Any friendly suggestions on why we might be receiving these 500 status' from tomcat for file downloads that seemingly started out successfully (200 status)?
We are using a ExtendedAccessLogValve to log all requests to our tomcat server.
Here is the pattern:
#Fields: date time time-taken sc-status cs-method x-H(scheme) cs(Host) cs-uri-stem cs-uri-query sc(Content-Length) bytes c-ip x-R(access_metrics_username) x-R(access_metrics_openid) x-R(access_metrics_userid) x-R(access_metrics_sessionid) cs(Referer) cs(User-Agent)
#Version: 2.0
#Software: Apache Tomcat/7.0.76
Then here is an example 500 status response for a file download that started the download and failed after sending 1219416 bytes (1.1 megs) of data.
2019-09-24 06:00:14 200.109 500 GET https "www.{HOST_NAME}.org" /api/v1/archive/request/{UUID}/file/{UUID} api-token={API_TOKEN} "7600353549" 1219416 xxx.xx.xxx.181 "{USER_NAME}" "{USER_OPENID}" "{USER_UUID}" - "{REFERER}" "Mozilla/5.0 (Windows NT 6.1; Trident/7.0; rv:11.0) like Gecko"
Here is an explanation of all our fields:
- date
- time
- time-taken, the amount of time the request took from start to finish
- sc-status, the http status code
- cs_method, the http request method
- x-H(scheme), the http protocol used, always https for us
- cs(Host), website host
- cs-uri-stem, requested url
- cs-uri-query, query parameters
- sc(Content-Length), the number of expected bytes in the response
- bytes, the number of bytes sent
- c-ip, client ip address
- x-R(access_metrics_username), the user's username
- x-R(access_metrics_openid), the user's openid
- x-R(access_metrics_userid), the user's database uuid
- x-R(access_metrics_sessionid), the JSESSIONID value
- cs(Referer)
- cs(User-Agent)
So, the user successfully started a download that lasted for 200.109 seconds and successfully downloaded 1.1 megs of data and then something happened where this request then errored out and tomcat reported the response as a 500.
We have not been able to figure out what happened to this request or how to reproduce it.
We have tried the following:
- Starting a download and then canceling it from the browser. The access logs report a 200 status code for that request.
- Started a download and moved the file on disk from where tomcat was downloading it.

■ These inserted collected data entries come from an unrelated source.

//! Backtest engine and event loop.
//!
//! BacktestConfig defines run parameters. [`Simulation`] is the single-pass
//! loop: every record first updates the whole indicator bank, then each
//! automaton in configuration order. All checks that can fail on the
//! configuration alone run in [`Simulation::configure`], before any record.

use chrono::NaiveDate;

use crate::domain::automaton::{Automaton, BankruptcyPolicy};
use crate::domain::error::TradebotError;
use crate::domain::indicator::{IndicatorBank, IndicatorKind};
use crate::domain::metrics::{BacktestResult, StrategyResult};
use crate::domain::record::PriceRecord;
use crate::domain::strategy::StrategyConfig;

/// Window used when no strategy needs a longer one.
pub const DEFAULT_WINDOW: usize = 14;

#[derive(Debug, Clone)]
pub struct BacktestConfig {
    pub initial_capital: f64,
    /// Indicator window capacity; derived from the strategies when unset.
    pub window: Option<usize>,
    pub indicators: Vec<IndicatorKind>,
    pub bankruptcy_policy: BankruptcyPolicy,
    pub start_date: Option<NaiveDate>,
    pub end_date: Option<NaiveDate>,
}

impl Default for BacktestConfig {
    fn default() -> Self {
        Self {
            initial_capital: 1000.0,
            window: None,
            indicators: IndicatorKind::ALL.to_vec(),
            bankruptcy_policy: BankruptcyPolicy::Continue,
            start_date: None,
            end_date: None,
        }
    }
}

impl BacktestConfig {
    fn in_range(&self, date: NaiveDate) -> bool {
        self.start_date.is_none_or(|start| date >= start)
            && self.end_date.is_none_or(|end| date <= end)
    }
}

/// Picks the bank window, failing if an explicit one cannot serve every strategy.
pub fn resolve_window(
    config: &BacktestConfig,
    strategies: &[StrategyConfig],
) -> Result<usize, TradebotError> {
    let requirements = strategies.iter().flat_map(|s| {
        s.kind
            .window_requirements()
            .into_iter()
            .map(move |(indicator, required)| (s, indicator, required))
    });

    match config.window {
        Some(window) => {
            for (strategy, indicator, required) in requirements {
                if required > window {
                    return Err(TradebotError::WindowTooShort {
                        strategy: strategy.label.clone(),
                        indicator,
                        required,
                        window,
                    });
                }
            }
            Ok(window)
        }
        None => Ok(requirements
            .map(|(_, _, required)| required)
            .fold(DEFAULT_WINDOW, usize::max)),
    }
}

/// Returns records oldest-first, whatever order they were delivered in.
pub fn chronological(records: &[PriceRecord]) -> Result<Vec<&PriceRecord>, TradebotError> {
    let mut ordered: Vec<&PriceRecord> = records.iter().collect();
    ordered.sort_by_key(|r| r.date);
    if let Some(pair) = ordered.windows(2).find(|pair| pair[0].date == pair[1].date) {
        return Err(TradebotError::DuplicateDate { date: pair[0].date });
    }
    Ok(ordered)
}

#[derive(Debug)]
pub struct Simulation {
    bank: IndicatorBank,
    automata: Vec<Automaton>,
    policy: BankruptcyPolicy,
    initial_capital: f64,
    records_processed: usize,
    first_date: Option<NaiveDate>,
    last_date: Option<NaiveDate>,
}

impl Simulation {
    pub fn configure(
        strategies: Vec<StrategyConfig>,
        config: &BacktestConfig,
    ) -> Result<Self, TradebotError> {
        if !(config.initial_capital > 0.0 && config.initial_capital.is_finite()) {
            return Err(TradebotError::invalid(
                "backtest",
                "initial_capital",
                "initial_capital must be positive",
            ));
        }
        if strategies.is_empty() {
            return Err(TradebotError::missing("strategy", "type"));
        }
        for strategy in &strategies {
            strategy.kind.validate(&strategy.label)?;
        }

        let window = resolve_window(config, &strategies)?;
        let bank = IndicatorBank::new(&config.indicators, window)?;
        for strategy in &strategies {
            bank.ensure_provides(&strategy.label, strategy.kind.required_indicators())?;
        }

        tracing::info!(
            strategies = strategies.len(),
            window,
            initial_capital = config.initial_capital,
            policy = ?config.bankruptcy_policy,
            "simulation configured"
        );

        let automata = strategies
            .into_iter()
            .map(|s| Automaton::new(s, config.initial_capital))
            .collect();

        Ok(Self {
            bank,
            automata,
            policy: config.bankruptcy_policy,
            initial_capital: config.initial_capital,
            records_processed: 0,
            first_date: None,
            last_date: None,
        })
    }

    pub fn bank(&self) -> &IndicatorBank {
        &self.bank
    }

    pub fn automata(&self) -> &[Automaton] {
        &self.automata
    }

    pub fn records_processed(&self) -> usize {
        self.records_processed
    }

    /// One step: indicators first, then every automaton against the updated bank.
    pub fn step(&mut self, record: &PriceRecord) -> Result<(), TradebotError> {
        record.validate()?;

        self.bank.update(record);
        for automaton in &mut self.automata {
            automaton.step(record, &self.bank, self.policy)?;
        }

        self.records_processed += 1;
        self.first_date.get_or_insert(record.date);
        self.last_date = Some(record.date);
        Ok(())
    }

    pub fn finish(self) -> BacktestResult {
        let strategies: Vec<StrategyResult> = self
            .automata
            .iter()
            .map(|a| StrategyResult::from_automaton(a, self.initial_capital))
            .collect();

        tracing::info!(
            records = self.records_processed,
            bankrupt = strategies.iter().filter(|s| s.bankrupt).count(),
            "simulation complete"
        );

        BacktestResult {
            initial_capital: self.initial_capital,
            records_processed: self.records_processed,
            first_date: self.first_date,
            last_date: self.last_date,
            window: self.bank.window(),
            strategies,
        }
    }
}

/// Configures, replays `records` in chronological order, and reports.
pub fn run_backtest(
    records: &[PriceRecord],
    strategies: Vec<StrategyConfig>,
    config: &BacktestConfig,
) -> Result<BacktestResult, TradebotError> {
    let mut simulation = Simulation::configure(strategies, config)?;

    let ordered: Vec<&PriceRecord> = chronological(records)?
        .into_iter()
        .filter(|r| config.in_range(r.date))
        .collect();
    if ordered.is_empty() {
        return Err(TradebotError::NoData);
    }

    for record in ordered {
        simulation.step(record)?;
    }
    Ok(simulation.finish())
}
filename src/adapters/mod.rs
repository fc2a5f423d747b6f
//! Concrete adapter implementations for ports.

pub mod csv_adapter;
pub mod csv_report_adapter;
pub mod file_config_adapter;
pub mod text_report_adapter;
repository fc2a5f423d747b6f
//! Configuration access port trait.

/// Raw string access; parsing and range checks belong to the loader.
pub trait ConfigPort {
    fn get_string(&self, section: &str, key: &str) -> Option<String>;

    /// Section names, sorted.
    fn sections(&self) -> Vec<String>;
}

Any thoughts or suggestions on what is happening or how to reproduce this problem would be greatly appreciated.
Update From Comment Questions
Q: Are there any exceptions in your logs?
A: No. But the answer is more complicated than that...
We capture most exceptions by an ExcpetionFilter that has a whitelist in it. Meaning the following exceptions are not logged/mailed to the development team:
- org.apache.catalina.connector.ClientAbortException
- java.net.SocketException
- xxx.xxx.service.security.xxxAccessDeniedException
- org.apache.commons.fileupload.FileUploadBase$IOFileUploadException
We do this so we do not inundated ourselves with exception emails and potentially bring down our email servers.
I have added logging inside of the Whitelist filter to see if these exceptions are being thrown.
Edit
I forgot to mention in the first part of the email that we actually stream the files ourselves instead of letting tomcat do this work for us. It is kind of difficult to explain why we're doing that, but we are.
To stream the file we are using the FileCopyUtils utility class from Spring.
This call is surrounded by a try/catch that just turns around and rethrows the checked exceptions with a RuntimeException.
try {
FileCopyUtils.copy(new FileInputStream(file), response.getOutputStream());
} catch (FileNotFoundException | IOException e) {
throw new RuntimeException(e);
}
There are no other try/catch statements in the calling chain.